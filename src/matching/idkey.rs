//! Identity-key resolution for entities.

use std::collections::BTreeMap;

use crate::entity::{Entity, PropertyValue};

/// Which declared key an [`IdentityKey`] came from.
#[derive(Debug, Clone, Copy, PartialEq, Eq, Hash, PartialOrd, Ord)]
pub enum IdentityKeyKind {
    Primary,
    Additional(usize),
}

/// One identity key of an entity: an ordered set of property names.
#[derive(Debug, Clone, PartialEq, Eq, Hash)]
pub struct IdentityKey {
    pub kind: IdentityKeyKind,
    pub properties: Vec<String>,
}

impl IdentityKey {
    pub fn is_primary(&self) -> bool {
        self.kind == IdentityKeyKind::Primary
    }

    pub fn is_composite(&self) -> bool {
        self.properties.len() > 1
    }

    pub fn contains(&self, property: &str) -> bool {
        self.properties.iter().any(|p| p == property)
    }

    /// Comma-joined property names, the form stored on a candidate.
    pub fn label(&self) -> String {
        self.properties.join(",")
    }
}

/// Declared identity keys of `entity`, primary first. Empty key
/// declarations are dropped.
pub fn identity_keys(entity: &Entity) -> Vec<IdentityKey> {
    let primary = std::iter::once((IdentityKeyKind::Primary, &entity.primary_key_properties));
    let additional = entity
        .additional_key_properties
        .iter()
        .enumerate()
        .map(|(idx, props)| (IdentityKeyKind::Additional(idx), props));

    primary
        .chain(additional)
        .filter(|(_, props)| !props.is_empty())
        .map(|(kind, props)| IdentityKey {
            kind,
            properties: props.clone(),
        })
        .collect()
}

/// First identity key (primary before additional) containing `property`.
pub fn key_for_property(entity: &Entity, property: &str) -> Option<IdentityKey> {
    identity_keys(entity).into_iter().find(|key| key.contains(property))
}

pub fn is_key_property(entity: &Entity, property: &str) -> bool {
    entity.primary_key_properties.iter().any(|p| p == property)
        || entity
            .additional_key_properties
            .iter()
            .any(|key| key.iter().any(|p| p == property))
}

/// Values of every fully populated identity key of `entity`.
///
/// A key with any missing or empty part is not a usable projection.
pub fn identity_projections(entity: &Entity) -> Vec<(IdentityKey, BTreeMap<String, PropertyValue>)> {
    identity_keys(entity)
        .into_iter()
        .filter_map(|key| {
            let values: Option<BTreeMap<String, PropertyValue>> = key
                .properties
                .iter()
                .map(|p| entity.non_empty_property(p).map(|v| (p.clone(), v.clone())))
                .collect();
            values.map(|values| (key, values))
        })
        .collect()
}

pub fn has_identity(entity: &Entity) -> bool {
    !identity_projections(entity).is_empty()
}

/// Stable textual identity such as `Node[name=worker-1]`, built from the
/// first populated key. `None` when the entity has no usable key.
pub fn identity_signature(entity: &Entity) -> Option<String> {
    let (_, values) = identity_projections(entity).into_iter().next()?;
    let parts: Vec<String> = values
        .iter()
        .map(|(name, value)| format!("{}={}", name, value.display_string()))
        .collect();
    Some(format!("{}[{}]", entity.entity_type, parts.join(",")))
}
-----
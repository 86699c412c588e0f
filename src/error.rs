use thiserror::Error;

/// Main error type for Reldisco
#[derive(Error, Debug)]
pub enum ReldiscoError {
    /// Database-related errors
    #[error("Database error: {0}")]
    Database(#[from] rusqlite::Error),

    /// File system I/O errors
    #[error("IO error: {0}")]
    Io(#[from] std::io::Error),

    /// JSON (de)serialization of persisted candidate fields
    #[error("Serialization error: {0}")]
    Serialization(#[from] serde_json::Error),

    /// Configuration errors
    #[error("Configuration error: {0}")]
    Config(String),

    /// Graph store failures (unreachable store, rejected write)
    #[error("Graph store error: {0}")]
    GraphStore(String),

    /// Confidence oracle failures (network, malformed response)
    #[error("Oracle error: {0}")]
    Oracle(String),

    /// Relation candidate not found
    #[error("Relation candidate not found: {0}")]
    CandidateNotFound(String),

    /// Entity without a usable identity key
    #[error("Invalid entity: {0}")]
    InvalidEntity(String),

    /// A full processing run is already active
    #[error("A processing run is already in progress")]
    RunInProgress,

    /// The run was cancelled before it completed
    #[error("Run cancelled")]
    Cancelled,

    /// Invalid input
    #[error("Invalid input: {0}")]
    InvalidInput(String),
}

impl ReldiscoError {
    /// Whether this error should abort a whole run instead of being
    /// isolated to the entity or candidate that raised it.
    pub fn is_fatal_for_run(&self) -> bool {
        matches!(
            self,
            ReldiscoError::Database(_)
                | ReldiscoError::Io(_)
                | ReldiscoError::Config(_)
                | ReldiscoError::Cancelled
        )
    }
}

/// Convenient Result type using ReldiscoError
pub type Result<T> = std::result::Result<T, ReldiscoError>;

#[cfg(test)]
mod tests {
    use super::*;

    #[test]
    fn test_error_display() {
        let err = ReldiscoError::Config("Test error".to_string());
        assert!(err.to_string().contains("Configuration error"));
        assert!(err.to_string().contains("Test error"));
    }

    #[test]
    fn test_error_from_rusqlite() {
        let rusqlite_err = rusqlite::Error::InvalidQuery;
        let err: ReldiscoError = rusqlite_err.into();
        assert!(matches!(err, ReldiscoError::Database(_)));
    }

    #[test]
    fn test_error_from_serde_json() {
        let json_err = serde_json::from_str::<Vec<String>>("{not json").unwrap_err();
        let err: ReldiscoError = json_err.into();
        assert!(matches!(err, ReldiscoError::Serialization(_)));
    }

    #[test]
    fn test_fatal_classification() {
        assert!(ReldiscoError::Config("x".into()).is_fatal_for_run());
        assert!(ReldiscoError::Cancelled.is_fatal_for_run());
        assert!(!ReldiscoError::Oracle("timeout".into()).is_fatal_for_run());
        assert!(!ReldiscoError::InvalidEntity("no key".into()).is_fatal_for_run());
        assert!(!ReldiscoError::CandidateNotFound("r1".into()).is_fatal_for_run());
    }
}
-----
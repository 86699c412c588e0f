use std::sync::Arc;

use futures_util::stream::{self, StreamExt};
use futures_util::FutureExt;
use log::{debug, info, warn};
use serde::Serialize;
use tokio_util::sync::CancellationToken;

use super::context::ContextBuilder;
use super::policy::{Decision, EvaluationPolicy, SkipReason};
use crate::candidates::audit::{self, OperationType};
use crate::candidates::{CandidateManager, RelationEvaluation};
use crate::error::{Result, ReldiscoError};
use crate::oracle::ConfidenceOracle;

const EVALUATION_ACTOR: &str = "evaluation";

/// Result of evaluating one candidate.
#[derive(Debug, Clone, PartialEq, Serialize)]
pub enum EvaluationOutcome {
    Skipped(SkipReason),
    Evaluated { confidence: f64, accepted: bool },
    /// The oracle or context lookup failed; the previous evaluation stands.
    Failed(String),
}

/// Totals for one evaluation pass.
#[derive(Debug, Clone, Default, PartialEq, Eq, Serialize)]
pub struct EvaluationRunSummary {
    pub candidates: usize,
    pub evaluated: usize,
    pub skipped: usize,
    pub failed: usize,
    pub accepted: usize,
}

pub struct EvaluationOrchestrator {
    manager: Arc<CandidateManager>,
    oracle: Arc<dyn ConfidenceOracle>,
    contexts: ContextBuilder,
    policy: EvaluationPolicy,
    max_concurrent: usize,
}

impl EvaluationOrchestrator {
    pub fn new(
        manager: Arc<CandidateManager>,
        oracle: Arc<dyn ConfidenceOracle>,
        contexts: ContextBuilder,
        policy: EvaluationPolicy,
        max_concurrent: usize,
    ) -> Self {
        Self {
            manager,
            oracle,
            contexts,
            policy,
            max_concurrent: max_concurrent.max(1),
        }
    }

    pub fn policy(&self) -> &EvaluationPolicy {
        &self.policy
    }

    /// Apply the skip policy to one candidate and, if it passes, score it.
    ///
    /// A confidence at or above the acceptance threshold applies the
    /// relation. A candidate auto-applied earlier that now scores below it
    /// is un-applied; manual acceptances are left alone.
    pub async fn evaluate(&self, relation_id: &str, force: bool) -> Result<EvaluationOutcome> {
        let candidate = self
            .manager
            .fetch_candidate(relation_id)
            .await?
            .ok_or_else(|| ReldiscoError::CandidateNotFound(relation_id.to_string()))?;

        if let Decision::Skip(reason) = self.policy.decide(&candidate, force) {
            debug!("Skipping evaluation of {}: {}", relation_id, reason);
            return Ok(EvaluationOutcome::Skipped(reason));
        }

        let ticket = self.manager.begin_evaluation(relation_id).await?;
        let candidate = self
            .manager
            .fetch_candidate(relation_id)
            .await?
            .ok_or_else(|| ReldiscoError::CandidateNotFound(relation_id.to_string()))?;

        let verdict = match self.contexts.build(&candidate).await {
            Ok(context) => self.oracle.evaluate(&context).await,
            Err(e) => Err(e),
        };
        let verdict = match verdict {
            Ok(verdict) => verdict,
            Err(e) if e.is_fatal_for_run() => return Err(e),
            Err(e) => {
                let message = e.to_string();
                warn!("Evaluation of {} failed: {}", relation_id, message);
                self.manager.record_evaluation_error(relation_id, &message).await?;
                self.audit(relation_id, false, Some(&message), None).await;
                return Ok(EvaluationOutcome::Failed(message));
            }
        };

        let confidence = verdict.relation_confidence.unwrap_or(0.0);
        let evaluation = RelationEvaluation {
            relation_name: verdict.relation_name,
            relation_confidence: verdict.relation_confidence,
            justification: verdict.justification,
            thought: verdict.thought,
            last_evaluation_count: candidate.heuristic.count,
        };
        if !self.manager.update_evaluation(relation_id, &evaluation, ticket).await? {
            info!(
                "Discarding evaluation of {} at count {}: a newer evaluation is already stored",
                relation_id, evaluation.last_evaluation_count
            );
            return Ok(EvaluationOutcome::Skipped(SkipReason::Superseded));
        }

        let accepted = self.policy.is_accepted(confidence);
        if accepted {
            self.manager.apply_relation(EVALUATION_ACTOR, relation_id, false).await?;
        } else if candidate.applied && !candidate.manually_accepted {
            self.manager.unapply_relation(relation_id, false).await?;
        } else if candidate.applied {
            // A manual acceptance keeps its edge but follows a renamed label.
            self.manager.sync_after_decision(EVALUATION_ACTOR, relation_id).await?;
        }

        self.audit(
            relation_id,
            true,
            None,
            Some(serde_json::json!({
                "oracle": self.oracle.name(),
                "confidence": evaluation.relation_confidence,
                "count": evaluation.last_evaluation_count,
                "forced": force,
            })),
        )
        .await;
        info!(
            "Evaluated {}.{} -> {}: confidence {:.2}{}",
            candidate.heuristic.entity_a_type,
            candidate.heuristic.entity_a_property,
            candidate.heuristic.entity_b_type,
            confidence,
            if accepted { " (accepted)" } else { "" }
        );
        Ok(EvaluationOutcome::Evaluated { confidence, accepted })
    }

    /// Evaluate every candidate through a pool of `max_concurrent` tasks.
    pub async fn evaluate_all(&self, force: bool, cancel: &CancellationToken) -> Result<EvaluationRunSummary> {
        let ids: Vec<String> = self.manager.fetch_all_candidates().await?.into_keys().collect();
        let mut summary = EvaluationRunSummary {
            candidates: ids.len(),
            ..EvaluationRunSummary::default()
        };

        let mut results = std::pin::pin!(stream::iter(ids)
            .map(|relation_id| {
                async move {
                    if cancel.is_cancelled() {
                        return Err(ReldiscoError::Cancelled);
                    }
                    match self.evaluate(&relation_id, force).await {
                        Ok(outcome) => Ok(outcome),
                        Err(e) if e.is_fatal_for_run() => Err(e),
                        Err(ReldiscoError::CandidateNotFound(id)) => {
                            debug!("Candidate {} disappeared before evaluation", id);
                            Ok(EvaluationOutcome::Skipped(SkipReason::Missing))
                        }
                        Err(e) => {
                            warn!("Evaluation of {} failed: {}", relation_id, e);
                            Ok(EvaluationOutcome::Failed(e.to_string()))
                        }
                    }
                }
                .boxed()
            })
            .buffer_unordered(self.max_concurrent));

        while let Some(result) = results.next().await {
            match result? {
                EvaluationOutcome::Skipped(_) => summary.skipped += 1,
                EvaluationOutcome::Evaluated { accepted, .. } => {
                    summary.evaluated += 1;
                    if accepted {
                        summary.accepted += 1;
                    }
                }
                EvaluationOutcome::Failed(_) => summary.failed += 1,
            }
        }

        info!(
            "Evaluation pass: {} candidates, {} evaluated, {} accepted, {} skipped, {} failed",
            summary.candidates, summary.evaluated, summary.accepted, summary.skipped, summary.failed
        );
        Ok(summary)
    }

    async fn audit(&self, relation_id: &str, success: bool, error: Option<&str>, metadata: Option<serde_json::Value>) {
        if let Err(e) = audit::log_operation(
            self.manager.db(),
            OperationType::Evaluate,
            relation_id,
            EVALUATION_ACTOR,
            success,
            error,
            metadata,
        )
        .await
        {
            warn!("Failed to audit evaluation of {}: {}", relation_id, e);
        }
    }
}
-----
HOW TO COMPLETE THIS TASK: In the material above, please find every line that includes the word "EvaluationPolicy" and copy it.

THE ANSWER:
use super::policy::{Decision, EvaluationPolicy, SkipReason};
    policy: EvaluationPolicy,
        policy: EvaluationPolicy,
    pub fn policy(&self) -> &EvaluationPolicy {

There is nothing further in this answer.